2021

2021 Programme
10 March 2021
4:30pm AWST
Public Lecture (via Zoom)
This event is organised by the Sydney Medieval and Renaissance Group (SMRG), and co-sponsored by PMRG
Speaker: Dr Victoria Bladen (UQ)
Topic: The Tree of Life and Arboreal Aesthetics in Renaissance culture
Abstract: Across early modern European culture grew a rich and complex language of trees that surrounded the concept of the tree of life. It was articulated in a variety of media and forms: illuminated manuscripts, woodcuts, paintings, mosaic, fresco, sculpture, and pageantry. Arboreal motifs and metaphors were a significant vehicle for expressing ideas of spiritual knowledge and articulating religious ideology.  The sources for arboreal iconography lay in biblical text however the meanings that were read from these images extended beyond the textual metaphors to intersect with social ritual, folklore, and the cult of the cross.  We will also see how unsettling forces of otherness lay embedded within such arboreal iconography, particularly apparent in the figure of the Green Man. This paper maps key ideas surrounding the tree of life and its arboreal aesthetics in Renaissance culture, highlighting recurring motifs and ideas, and demonstrating its double nature whereby orthodoxy was shadowed by the Other.
Zoom details: Please contact the PMRG Secretary for details [email protected].
15 March 2021
6:30pm AWST
PMRG Annual General Meeting
Venue: ALR 8, Arts Building, The University of Western Australia
Time: 6:30pm.

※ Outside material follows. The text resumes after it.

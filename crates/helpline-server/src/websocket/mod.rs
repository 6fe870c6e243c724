//! WebSocket connection handling: message dispatch and session lifecycle.

pub mod handler;
pub mod session;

The Annual General Meeting will be followed by a lecture at 7:00pm:
Speaker: Emeritus Professor Chris Wortham (UWA)
Topic: ‘Shakespeare and the Forest of Arden’
25 March 2021 9:00pm AWSTPublic Lecture (online)

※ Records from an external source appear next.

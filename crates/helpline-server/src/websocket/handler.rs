//! WebSocket message dispatch — parses incoming text as `RpcRequest` and
//! routes through the `MethodRegistry`.

use helpline_rpc::errors::INVALID_PARAMS;
use helpline_rpc::{Caller, MethodRegistry, RpcContext, RpcRequest, RpcResponse};
use tracing::{debug, instrument, warn};

/// Result of handling a WebSocket message.
pub struct HandleResult {
    /// Serialized JSON response to send back.
    pub response_json: String,
    /// The RPC method that was called (empty if parse failed).
    pub method: String,
    /// Typed response (for extracting structured data without re-parsing).
    pub response: RpcResponse,
}

/// Handle an incoming WebSocket text message.
///
/// Parses the message as an `RpcRequest`, dispatches to the registry, and
/// returns the serialized `RpcResponse` along with the method name.
#[instrument(skip_all, fields(method, conn_id = %caller.conn_id()))]
pub async fn handle_message(
    message: &str,
    registry: &MethodRegistry,
    ctx: &RpcContext,
    caller: &Caller,
) -> HandleResult {
    let request: RpcRequest = match serde_json::from_str(message) {
        Ok(r) => r,
        Err(e) => {
            warn!("invalid JSON received");
            let resp = RpcResponse::error("unknown", INVALID_PARAMS, format!("Invalid JSON: {e}"));
            let json = serde_json::to_string(&resp).unwrap_or_else(|e| {
                tracing::error!(error = %e, "failed to serialize error response");
                String::new()
            });
            return HandleResult {
                response_json: json,
                method: String::new(),
                response: resp,
            };
        }
    };

    let method = request.method.clone();
    let id = &request.id;
    let _ = tracing::Span::current().record("method", method.as_str());
    debug!(method, id, "dispatching RPC");

    if !registry.has_method(&method) {
        warn!(method, "unknown RPC method");
    }

    let response = registry.dispatch(request, ctx, caller).await;
    let json = serde_json::to_string(&response).unwrap_or_else(|e| {
        tracing::error!(error = %e, "failed to serialize response");
        String::new()
    });
    HandleResult {
        response_json: json,
        method,
        response,
    }
}

#[cfg(test)]
#[allow(unused_results)]
mod tests {
    use super::*;
    use std::sync::Arc;

    use helpline_core::ParticipantRole;
    use helpline_rpc::handlers::register_all;
    use helpline_runtime::{ClientConnection, Coordinator, Notifier, SessionRegistry};
    use helpline_store::{new_in_memory, run_migrations, ChatStore, ConnectionConfig};
    use tokio::sync::mpsc;

    fn make_test_ctx() -> RpcContext {
        let pool = new_in_memory(&ConnectionConfig::default()).unwrap();
        {
            let conn = pool.get().unwrap();
            run_migrations(&conn).unwrap();
        }
        let store = Arc::new(ChatStore::new(pool));
        let coordinator = Arc::new(Coordinator::new(
            store,
            Arc::new(SessionRegistry::new()),
            Notifier::new(16),
        ));
        RpcContext { coordinator }
    }

    fn make_caller(role: ParticipantRole) -> (Caller, mpsc::Receiver<Arc<String>>) {
        let (tx, rx) = mpsc::channel(64);
        (Caller::new(Arc::new(ClientConnection::new(1, role, tx))), rx)
    }

    fn full_registry() -> MethodRegistry {
        let mut reg = MethodRegistry::new();
        register_all(&mut reg);
        reg
    }

    #[tokio::test]
    async fn valid_request_dispatches() {
        let reg = full_registry();
        let ctx = make_test_ctx();
        let (caller, _rx) = make_caller(ParticipantRole::Customer);

        let msg = r#"{"id":"r1","method":"session.create"}"#;
        let result = handle_message(msg, &reg, &ctx, &caller).await;
        assert_eq!(result.method, "session.create");
        assert!(result.response.success);
        assert_eq!(result.response.id, "r1");
        assert!(result.response_json.contains("\"sessionId\""));
    }

    #[tokio::test]
    async fn invalid_json_returns_error_with_unknown_id() {
        let reg = full_registry();
        let ctx = make_test_ctx();
        let (caller, _rx) = make_caller(ParticipantRole::Customer);

        let result = handle_message("not json at all", &reg, &ctx, &caller).await;
        assert!(!result.response.success);
        assert_eq!(result.response.id, "unknown");
        assert!(result.method.is_empty());
        let err = result.response.error.unwrap();
        assert_eq!(err.code, "INVALID_PARAMS");
        assert!(err.message.contains("Invalid JSON"));
    }

    #[tokio::test]
    async fn empty_message_returns_error() {
        let reg = full_registry();
        let ctx = make_test_ctx();
        let (caller, _rx) = make_caller(ParticipantRole::Customer);

        let result = handle_message("", &reg, &ctx, &caller).await;
        assert!(!result.response.success);
        assert_eq!(result.response.error.unwrap().code, "INVALID_PARAMS");
    }

    #[tokio::test]
    async fn missing_method_returns_not_found() {
        let reg = full_registry();
        let ctx = make_test_ctx();
        let (caller, _rx) = make_caller(ParticipantRole::Customer);

        let msg = r#"{"id":"r2","method":"no.such"}"#;
        let result = handle_message(msg, &reg, &ctx, &caller).await;
        assert!(!result.response.success);
        assert_eq!(result.response.error.unwrap().code, "METHOD_NOT_FOUND");
    }

    #[tokio::test]
    async fn response_preserves_request_id() {
        let reg = full_registry();
        let ctx = make_test_ctx();
        let (caller, _rx) = make_caller(ParticipantRole::Customer);

        let msg = r#"{"id":"unique_42","method":"session.create"}"#;
        let result = handle_message(msg, &reg, &ctx, &caller).await;
        assert_eq!(result.response.id, "unique_42");
    }

    #[tokio::test]
    async fn caller_identity_flows_into_handlers() {
        let reg = full_registry();
        let ctx = make_test_ctx();
        let (admin, _rx) = make_caller(ParticipantRole::Admin);

        // Admins cannot create sessions; the role must come from the caller,
        // not from request params.
        let msg = r#"{"id":"r3","method":"session.create","params":{"role":"customer"}}"#;
        let result = handle_message(msg, &reg, &ctx, &admin).await;
        assert!(!result.response.success);
        assert_eq!(result.response.error.unwrap().code, "NOT_AUTHORIZED");
    }

    #[tokio::test]
    async fn non_object_json_returns_error() {
        let reg = full_registry();
        let ctx = make_test_ctx();
        let (caller, _rx) = make_caller(ParticipantRole::Customer);

        let result = handle_message("[1,2,3]", &reg, &ctx, &caller).await;
        assert!(!result.response.success);
        assert_eq!(result.response.error.unwrap().code, "INVALID_PARAMS");
    }

    #[tokio::test]
    async fn json_missing_method_field_is_parse_error() {
        let reg = full_registry();
        let ctx = make_test_ctx();
        let (caller, _rx) = make_caller(ParticipantRole::Customer);

        let result = handle_message(r#"{"id":"r4"}"#, &reg, &ctx, &caller).await;
        assert!(!result.response.success);
        assert_eq!(result.response.id, "unknown");
    }
}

Speaker: Professor Andrew Lynch (The University of Western Australia)
Topic: ‘Writing War in Postmedieval British Arthurian Literature’
Abstract: This lecture reflects on how modern English literary engagements with Arthurian tradition, from Spenser to Ishiguro, have negotiated the matter of war. Reading this literature for its take on war tells a story, not of the decline and revival of an original ideal, but of continuing transformation under changing conditions that have both evoked and enabled new responses. The postmedieval decline of Arthur’s wars as credible history made them a more adaptable subject for contemporary applications. Amongst these treatments, satirical and critical appropriations are as significant as positive and idealist versions. Together, they show that the matter of war, more than anything else, has made Arthur’s story provoke the attention of succeeding eras and remain connected to lived experience.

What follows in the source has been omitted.